* **Exercise details**: Within the listing below, locate all lines containing the word "version". Copy each one.
== Exercise input
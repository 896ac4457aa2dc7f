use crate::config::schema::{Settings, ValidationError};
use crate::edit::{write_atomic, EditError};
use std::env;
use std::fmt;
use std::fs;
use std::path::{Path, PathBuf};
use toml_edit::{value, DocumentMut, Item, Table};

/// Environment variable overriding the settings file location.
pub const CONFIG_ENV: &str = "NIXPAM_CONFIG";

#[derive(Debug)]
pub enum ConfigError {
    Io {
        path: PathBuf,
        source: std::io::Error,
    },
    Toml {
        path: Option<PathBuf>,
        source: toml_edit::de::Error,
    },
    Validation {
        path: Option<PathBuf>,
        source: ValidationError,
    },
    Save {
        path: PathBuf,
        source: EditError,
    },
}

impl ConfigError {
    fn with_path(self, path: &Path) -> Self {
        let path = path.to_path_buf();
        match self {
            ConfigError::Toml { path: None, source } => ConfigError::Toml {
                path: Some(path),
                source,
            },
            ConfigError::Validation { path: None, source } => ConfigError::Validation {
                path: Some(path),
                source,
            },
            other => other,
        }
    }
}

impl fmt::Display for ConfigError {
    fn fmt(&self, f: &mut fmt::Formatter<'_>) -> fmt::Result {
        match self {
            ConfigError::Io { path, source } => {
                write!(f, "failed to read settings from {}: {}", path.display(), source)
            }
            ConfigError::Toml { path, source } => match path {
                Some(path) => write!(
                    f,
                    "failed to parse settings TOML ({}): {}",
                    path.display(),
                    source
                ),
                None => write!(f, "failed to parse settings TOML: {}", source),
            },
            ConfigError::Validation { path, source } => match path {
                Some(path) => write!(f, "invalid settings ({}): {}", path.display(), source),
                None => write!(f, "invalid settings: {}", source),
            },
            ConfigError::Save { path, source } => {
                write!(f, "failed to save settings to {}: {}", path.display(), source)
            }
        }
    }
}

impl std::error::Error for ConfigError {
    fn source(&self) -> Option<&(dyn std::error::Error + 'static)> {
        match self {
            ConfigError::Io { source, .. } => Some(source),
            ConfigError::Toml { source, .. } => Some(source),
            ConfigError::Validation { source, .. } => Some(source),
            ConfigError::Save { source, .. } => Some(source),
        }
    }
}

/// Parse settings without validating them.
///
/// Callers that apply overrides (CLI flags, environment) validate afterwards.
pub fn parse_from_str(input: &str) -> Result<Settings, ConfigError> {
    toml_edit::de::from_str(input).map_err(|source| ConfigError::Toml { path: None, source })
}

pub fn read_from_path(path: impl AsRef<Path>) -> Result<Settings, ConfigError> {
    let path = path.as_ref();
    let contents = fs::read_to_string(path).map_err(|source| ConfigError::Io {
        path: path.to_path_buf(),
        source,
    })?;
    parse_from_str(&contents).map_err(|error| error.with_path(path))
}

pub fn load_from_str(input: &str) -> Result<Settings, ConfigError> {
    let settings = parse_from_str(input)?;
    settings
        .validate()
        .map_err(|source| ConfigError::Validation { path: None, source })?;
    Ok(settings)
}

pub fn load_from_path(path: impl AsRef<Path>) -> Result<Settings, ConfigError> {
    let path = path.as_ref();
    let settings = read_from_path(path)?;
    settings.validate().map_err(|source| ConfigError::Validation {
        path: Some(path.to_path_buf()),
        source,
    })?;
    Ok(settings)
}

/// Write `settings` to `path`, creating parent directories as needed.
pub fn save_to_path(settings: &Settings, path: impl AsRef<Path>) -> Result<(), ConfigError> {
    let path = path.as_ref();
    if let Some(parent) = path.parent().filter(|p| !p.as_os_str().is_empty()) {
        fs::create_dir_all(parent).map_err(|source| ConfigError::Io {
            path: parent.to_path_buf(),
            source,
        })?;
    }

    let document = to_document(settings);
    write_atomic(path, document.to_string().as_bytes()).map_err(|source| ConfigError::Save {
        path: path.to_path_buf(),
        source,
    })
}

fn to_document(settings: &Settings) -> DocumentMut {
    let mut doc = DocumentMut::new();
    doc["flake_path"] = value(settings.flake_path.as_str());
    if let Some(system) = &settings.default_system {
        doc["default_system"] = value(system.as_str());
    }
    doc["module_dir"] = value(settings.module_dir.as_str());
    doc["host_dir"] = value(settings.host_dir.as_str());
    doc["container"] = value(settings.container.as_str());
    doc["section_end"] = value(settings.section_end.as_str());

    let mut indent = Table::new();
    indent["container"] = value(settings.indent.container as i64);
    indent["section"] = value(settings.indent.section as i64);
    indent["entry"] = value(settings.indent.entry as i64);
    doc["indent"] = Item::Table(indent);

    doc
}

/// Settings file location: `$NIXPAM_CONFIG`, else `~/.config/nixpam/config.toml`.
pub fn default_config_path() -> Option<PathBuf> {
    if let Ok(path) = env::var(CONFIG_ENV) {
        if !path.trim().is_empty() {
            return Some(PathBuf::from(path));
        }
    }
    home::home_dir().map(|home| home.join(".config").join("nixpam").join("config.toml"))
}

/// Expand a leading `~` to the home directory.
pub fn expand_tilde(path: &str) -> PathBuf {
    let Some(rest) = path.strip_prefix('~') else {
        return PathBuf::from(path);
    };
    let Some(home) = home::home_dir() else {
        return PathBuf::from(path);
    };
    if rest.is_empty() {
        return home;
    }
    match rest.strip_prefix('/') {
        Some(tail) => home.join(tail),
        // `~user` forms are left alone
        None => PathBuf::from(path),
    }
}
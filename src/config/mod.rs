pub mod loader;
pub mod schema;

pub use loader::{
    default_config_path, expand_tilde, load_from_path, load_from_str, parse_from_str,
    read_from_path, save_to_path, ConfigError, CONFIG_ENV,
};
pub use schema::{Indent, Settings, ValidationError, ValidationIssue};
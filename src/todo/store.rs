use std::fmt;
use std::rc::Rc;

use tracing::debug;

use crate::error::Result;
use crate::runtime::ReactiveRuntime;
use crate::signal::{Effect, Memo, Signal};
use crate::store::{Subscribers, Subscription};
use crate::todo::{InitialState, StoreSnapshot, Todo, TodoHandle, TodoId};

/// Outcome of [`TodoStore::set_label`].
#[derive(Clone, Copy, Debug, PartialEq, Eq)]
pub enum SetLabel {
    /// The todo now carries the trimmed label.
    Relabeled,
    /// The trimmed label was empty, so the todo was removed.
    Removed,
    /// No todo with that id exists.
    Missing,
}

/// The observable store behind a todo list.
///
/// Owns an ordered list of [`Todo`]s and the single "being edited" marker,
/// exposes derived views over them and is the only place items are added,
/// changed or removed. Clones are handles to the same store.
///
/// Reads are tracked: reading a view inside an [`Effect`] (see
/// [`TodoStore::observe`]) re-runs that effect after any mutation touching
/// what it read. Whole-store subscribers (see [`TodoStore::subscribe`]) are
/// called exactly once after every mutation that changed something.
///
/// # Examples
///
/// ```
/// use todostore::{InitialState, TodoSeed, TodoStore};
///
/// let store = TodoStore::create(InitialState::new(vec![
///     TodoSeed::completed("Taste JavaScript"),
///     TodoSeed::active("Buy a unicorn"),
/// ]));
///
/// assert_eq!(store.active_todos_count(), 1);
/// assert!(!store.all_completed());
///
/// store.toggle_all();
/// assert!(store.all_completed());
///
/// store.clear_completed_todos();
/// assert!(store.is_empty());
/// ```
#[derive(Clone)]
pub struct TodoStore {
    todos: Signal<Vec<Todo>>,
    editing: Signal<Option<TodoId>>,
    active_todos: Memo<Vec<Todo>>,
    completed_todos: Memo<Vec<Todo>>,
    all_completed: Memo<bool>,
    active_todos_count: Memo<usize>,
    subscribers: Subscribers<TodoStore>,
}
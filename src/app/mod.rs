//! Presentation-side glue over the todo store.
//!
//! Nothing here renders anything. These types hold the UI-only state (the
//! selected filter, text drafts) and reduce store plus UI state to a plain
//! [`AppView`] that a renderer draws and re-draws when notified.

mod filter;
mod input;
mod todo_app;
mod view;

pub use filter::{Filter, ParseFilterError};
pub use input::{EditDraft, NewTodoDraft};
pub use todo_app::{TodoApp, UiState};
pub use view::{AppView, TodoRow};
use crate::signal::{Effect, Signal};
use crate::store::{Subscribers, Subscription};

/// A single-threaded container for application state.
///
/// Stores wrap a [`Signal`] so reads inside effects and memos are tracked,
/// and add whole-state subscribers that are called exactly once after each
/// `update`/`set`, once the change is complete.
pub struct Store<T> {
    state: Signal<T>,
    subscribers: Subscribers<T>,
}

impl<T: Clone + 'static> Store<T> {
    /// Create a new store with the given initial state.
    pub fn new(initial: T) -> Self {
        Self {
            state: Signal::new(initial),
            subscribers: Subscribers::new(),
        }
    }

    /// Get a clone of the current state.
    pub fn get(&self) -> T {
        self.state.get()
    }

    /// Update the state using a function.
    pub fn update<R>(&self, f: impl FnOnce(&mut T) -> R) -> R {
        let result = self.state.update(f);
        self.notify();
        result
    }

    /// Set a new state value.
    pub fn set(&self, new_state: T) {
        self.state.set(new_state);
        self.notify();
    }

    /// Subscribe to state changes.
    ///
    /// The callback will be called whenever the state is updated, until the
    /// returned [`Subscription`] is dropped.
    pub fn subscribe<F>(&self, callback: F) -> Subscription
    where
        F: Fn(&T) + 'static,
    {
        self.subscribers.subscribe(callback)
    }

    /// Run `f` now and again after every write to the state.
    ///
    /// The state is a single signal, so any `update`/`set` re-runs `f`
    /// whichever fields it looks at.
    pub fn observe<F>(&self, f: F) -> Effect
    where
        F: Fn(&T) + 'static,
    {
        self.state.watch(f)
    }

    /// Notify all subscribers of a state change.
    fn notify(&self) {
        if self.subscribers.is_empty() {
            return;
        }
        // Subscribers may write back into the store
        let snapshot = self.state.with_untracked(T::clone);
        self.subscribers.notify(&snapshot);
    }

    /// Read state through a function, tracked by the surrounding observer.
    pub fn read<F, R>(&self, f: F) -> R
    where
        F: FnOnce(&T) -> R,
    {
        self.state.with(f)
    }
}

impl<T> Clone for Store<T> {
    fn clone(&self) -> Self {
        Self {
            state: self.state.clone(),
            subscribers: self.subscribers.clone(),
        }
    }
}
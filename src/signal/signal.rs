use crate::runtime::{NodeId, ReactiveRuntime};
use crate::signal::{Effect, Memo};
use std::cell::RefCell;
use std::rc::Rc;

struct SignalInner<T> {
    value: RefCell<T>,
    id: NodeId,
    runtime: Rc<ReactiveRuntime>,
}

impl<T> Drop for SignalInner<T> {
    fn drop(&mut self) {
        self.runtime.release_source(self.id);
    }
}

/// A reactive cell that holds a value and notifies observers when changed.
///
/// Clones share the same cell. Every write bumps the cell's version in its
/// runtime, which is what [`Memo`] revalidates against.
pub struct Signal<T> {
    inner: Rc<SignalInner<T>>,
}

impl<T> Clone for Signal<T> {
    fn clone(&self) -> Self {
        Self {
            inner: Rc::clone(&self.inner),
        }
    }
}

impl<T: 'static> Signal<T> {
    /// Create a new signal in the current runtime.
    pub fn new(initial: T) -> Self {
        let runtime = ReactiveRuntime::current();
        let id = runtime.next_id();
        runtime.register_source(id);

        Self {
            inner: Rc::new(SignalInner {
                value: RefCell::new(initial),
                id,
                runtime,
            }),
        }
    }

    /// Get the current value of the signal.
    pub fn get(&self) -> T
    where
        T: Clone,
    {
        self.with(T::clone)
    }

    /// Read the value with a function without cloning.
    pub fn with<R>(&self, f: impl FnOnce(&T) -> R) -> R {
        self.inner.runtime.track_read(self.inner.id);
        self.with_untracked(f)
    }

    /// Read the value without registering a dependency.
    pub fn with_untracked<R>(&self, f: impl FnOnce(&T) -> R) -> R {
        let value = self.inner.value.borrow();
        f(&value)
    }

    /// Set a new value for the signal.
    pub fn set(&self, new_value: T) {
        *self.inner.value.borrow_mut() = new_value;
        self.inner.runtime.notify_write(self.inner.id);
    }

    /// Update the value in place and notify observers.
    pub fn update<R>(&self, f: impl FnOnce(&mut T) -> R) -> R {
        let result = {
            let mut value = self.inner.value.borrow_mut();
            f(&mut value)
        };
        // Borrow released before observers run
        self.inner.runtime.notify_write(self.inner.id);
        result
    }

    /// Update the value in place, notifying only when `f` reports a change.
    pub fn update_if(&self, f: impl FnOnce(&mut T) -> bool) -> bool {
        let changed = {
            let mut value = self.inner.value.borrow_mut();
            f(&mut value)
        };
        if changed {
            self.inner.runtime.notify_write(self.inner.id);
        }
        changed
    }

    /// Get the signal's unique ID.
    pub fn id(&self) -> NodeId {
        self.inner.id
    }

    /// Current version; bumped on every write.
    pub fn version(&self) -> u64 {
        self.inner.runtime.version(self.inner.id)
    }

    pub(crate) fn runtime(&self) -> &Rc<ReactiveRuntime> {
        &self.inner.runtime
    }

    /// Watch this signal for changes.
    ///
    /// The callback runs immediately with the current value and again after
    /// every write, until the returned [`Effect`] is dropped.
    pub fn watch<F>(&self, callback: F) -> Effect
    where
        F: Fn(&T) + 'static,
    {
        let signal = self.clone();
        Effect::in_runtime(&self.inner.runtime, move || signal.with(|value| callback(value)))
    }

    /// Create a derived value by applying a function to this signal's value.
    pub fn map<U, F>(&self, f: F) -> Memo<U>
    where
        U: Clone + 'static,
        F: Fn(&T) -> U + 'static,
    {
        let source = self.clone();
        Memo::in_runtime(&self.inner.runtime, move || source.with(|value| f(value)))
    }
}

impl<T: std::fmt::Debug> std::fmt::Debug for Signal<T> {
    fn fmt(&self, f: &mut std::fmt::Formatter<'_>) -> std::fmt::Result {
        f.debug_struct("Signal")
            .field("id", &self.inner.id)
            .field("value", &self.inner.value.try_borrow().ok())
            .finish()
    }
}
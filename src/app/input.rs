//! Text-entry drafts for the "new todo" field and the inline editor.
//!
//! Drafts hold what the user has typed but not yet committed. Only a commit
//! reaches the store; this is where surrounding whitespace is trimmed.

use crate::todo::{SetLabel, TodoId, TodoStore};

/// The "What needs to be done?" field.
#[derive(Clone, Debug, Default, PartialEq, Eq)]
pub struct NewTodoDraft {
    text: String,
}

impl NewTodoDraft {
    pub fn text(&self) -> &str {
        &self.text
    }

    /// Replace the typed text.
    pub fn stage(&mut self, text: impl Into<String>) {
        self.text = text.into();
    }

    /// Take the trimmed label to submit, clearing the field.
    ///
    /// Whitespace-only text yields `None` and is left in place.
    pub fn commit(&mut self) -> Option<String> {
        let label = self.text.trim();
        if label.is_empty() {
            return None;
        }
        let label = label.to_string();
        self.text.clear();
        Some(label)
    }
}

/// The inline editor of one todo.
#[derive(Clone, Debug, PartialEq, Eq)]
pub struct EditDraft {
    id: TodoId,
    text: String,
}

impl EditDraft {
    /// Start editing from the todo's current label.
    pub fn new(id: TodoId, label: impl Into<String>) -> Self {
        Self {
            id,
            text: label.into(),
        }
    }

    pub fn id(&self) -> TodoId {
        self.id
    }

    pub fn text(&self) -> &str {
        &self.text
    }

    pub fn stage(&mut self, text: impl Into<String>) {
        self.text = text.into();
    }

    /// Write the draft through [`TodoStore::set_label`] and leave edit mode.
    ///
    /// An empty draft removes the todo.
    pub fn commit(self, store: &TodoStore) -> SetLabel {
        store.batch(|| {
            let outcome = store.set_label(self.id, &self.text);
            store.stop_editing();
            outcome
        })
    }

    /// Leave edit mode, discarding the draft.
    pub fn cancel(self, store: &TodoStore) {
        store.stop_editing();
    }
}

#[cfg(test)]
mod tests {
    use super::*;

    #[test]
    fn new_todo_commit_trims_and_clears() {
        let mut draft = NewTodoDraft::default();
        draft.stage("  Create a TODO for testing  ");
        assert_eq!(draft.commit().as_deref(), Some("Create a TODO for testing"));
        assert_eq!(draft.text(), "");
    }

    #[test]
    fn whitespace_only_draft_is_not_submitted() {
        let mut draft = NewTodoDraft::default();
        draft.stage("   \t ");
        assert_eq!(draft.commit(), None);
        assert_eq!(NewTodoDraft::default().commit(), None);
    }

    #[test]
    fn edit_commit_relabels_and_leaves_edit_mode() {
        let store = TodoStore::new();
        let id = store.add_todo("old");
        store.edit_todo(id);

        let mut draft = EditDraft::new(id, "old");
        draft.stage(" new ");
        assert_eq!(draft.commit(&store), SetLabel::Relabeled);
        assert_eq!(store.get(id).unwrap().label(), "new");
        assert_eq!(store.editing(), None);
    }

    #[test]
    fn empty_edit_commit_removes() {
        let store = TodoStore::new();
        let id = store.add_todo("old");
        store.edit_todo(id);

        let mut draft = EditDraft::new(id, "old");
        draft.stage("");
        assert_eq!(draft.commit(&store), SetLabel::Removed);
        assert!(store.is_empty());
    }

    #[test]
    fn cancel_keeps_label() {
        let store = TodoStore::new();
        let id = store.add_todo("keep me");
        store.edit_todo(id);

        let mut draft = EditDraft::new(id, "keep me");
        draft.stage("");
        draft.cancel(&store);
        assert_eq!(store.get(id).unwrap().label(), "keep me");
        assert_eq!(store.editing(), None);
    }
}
====
* **Answer for the task**:
/// Clones share the same cell. Every write bumps the cell's version in its
    /// Current version; bumped on every write.
    pub fn version(&self) -> u64 {
        self.inner.runtime.version(self.inner.id)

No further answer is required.